Deveríamos tratar bem o empreendedor e cultivar o empreendedorismo como uma estratégia nacional de desenvolvimento
por Francisco Saboya em 11/05/21 15:05
Empreender não é uma tarefa fácil em nenhum lugar. Aqui é um pouco pior. Além das dificuldades naturais, o já tão decantado custo Brasil – aquela mistura de burocracia, impostos elevados e quase inadministráveis no manicômio tributário, crédito curto e caro, etc. – torna a vida de quem gera emprego e riqueza uma tormenta. O empreendedor não é um tipo que se acha em qualquer esquina. Ele tem habilidades especiais. A mais importante é a capacidade de combinar, numa única estrutura psicológica, uma forte capacidade de visionar e um elevado senso prático. Isso chama dois outros traços marcantes desse personagem: a disposição para correr riscos e a perseverança, aquela energia que move as pessoas na direção certa apesar dos obstáculos.
Não se trata de características que convivem habitualmente numa mesma pessoa. Todo mundo conhece alguém que sonha tanto que parece até que vive no mundo da lua (quando isso tinha outro significado, já que hoje todos temos um pé lá). Qualquer um também lida com pessoas altamente pragmáticas, que possuem os dois pés fincados na pedra dura do chão. Mas a mistura desses dois traços não é trivial. Tomando emprestado a poesia de João Cabral, empreendedor, como engenheiros, sonha coisas claras: … o mundo que nenhum véu encobre.
Por isso deveríamos tratar bem o empreendedor e cultivar o empreendedorismo como uma estratégia nacional de desenvolvimento. Aquele que mira o futuro, articula recursos e coordena a produção, que entrega valor para o mercado comprando a preços certos pra vender a preços não sabidos – para ficar aqui numa das definições mais antigas de empreendedorismo, do banqueiro francês do século 18, Richard Cantillon – merece ser melhor tratado pelo estado. Afinal, não existe nação próspera sem altas dosagens de empreendedorismo. Com apoio do estado, melhor ainda.

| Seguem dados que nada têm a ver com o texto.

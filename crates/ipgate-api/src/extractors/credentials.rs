//! `Credentials` extractor: login body as JSON or as a submitted HTML form.

use axum::extract::{FromRequest, Request};
use axum::http::header::CONTENT_TYPE;
use axum::{Form, Json};

use ipgate_core::error::AppError;

use crate::dto::LoginRequest;
use crate::error::ApiError;

/// Login credentials from either body encoding.
///
/// `application/x-www-form-urlencoded` bodies are read as a form; anything
/// else is read as JSON.
#[derive(Debug, Clone)]
pub struct Credentials(pub LoginRequest);

fn is_form(req: &Request) -> bool {
    req.headers()
        .get(CONTENT_TYPE)
        .and_then(|v| v.to_str().ok())
        .is_some_and(|ct| ct.starts_with("application/x-www-form-urlencoded"))
}

impl<S> FromRequest<S> for Credentials
where
    S: Send + Sync,
{
    type Rejection = ApiError;

    async fn from_request(req: Request, state: &S) -> Result<Self, Self::Rejection> {
        if is_form(&req) {
            let Form(body) = Form::<LoginRequest>::from_request(req, state)
                .await
                .map_err(|e| ApiError(AppError::validation(e.body_text())))?;
            Ok(Self(body))
        } else {
            let Json(body) = Json::<LoginRequest>::from_request(req, state)
                .await
                .map_err(|e| ApiError(AppError::validation(e.body_text())))?;
            Ok(Self(body))
        }
    }
}

#[cfg(test)]
mod tests {
    use super::*;
    use axum::body::Body;

    async fn extract(content_type: &str, body: &str) -> Result<LoginRequest, ApiError> {
        let req = Request::builder()
            .method("POST")
            .uri("/api/auth/login")
            .header(CONTENT_TYPE, content_type)
            .body(Body::from(body.to_string()))
            .unwrap();
        Credentials::from_request(req, &()).await.map(|Credentials(c)| c)
    }

    #[tokio::test]
    async fn test_form_body() {
        let creds = extract(
            "application/x-www-form-urlencoded",
            "username=alice&password=s3cr%26t",
        )
        .await
        .unwrap();
        assert_eq!(creds.username, "alice");
        assert_eq!(creds.password, "s3cr&t");
    }

    #[tokio::test]
    async fn test_json_body() {
        let creds = extract(
            "application/json",
            r#"{"username":"alice","password":"s3cret"}"#,
        )
        .await
        .unwrap();
        assert_eq!(creds.username, "alice");
    }

    #[tokio::test]
    async fn test_missing_field_is_validation_error() {
        let err = extract("application/x-www-form-urlencoded", "username=alice")
            .await
            .unwrap_err();
        assert_eq!(err.0.kind, ipgate_core::error::ErrorKind::Validation);
    }
}
//! Write-time validation and normalization of allow-list text.
//!
//! Evaluation tolerates bad entries by never matching them. Saving goes
//! through here instead, so typos are reported to the operator rather
//! than silently locking addresses out.

use serde::Serialize;

use ipgate_core::error::AppError;

use super::entry::{AllowListEntry, EntryError};
use super::policy::split_entries;

/// An entry rejected by validation.
#[derive(Debug, Clone, PartialEq, Eq, Serialize)]
pub struct InvalidEntry {
    /// 1-based position among the non-blank entries.
    pub position: usize,
    /// The entry text after trimming.
    pub text: String,
    /// Why the entry was rejected.
    pub reason: String,
}

/// Check every entry, returning the ones that would never match.
pub fn validate(text: &str) -> Vec<InvalidEntry> {
    split_entries(text)
        .enumerate()
        .filter_map(|(idx, raw)| {
            AllowListEntry::try_parse(raw)
                .err()
                .map(|err: EntryError| InvalidEntry {
                    position: idx + 1,
                    text: raw.to_string(),
                    reason: err.to_string(),
                })
        })
        .collect()
}

/// Rewrite allow-list text into the canonical one-entry-per-line form.
///
/// Entries are trimmed, blanks dropped, and legacy comma separators turned
/// into newlines. Entry text itself is kept as written.
pub fn normalize(text: &str) -> String {
    split_entries(text).collect::<Vec<_>>().join("\n")
}

/// Upgrade a legacy comma-separated value to the newline format.
///
/// Returns `None` when the value is already in canonical form.
pub fn upgrade_legacy(text: &str) -> Option<String> {
    let upgraded = normalize(text);
    (upgraded != text).then_some(upgraded)
}

/// Validate and normalize text about to be saved.
pub fn ensure_valid(text: &str) -> Result<String, AppError> {
    let invalid = validate(text);
    if invalid.is_empty() {
        return Ok(normalize(text));
    }

    let details = invalid
        .iter()
        .map(|e| format!("entry {} '{}': {}", e.position, e.text, e.reason))
        .collect::<Vec<_>>()
        .join("; ");
    Err(AppError::validation(format!(
        "Invalid allow-list entries: {details}"
    )))
}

No Brasil, o tecido empreendedor é formado por 96% de pequenos negócios, incluindo aí MEIs – Microempreendedores Individuais; MEs – Microempresas e EPPs – Empresas de Pequeno Porte. Passado um ano de pandemia, o SEBRAE foi atrás de medir o ânimo desse segmento econômico. Num país onde prestígio, riqueza e poder se confundem com tamanho, ser pequeno no Brasil é carregar um fardo dobrado. Pois bem, pesquisa realizada pelo SEBRAE/FGV, publicada em março, traz dados inquietantes. O principal deles é a preocupação com o futuro do negócio. O estado de espírito é de aflição para 57% dos pequenos negócios. Apenas 10% estão otimistas. Alguns segmentos estão particularmente impactados. Alimentação (68%), economia criativa (67%) e beleza (64%) são os três mais críticos. No geral, esse universo só tem alguma esperança de voltar à normalidade (vender, faturar e pagar as contas) em julho de 2022. São 17 meses contados da data da pesquisa. Para se ter um parâmetro de referência, o Índice de Confiança do Empresário Industrial (Icei), medido pela CNI, superou 54% no mesmo período. Deixando claro aqui que são indicadores distintos, a comparação permite delinear o contraste entre esses dois mundos.
Essa mesma pesquisa do SEBRAE traz dois indicadores que ajudam a explicar tal estado de ânimo. O primeiro é a queda do faturamento em relação ao período anterior à pandemia, que piorou para 79% dos estabelecimentos. O segundo é o grau de endividamento, que jogou 69% dos negócios nas garras dos bancos oficiais, cooperativas de crédito e agiotas. 38% já não conseguem honrar suas dívidas. Não é à toa que as duas principais esperanças dos PNs eram o retorno das linhas de crédito especiais abertas pelo governo durante a fase inicial da crise, com destaque para o Pronampe; e a prorrogação do auxilio emergencial, pela capacidade desse benefício aquecer a demanda por bens e serviços.
Técnicos do SEBRAE, ao início da pandemia, estimavam que, sem apoio oficial, a capacidade de enfrentamento da crise por parte dos pequenos negócios, o chamado fôlego do empreendedor, era de 3 a 4 meses. No limite da asfixia, vieram os programas governamentais. Que foram erroneamente suspensos em dezembro e somente agora retomados numa edição mais tímida.
Estamos em maio de 2021 e o governo anuncia mais atrasos no cronograma de vacinação. Quantos pequenos negócios ficarão pelo meio do caminho?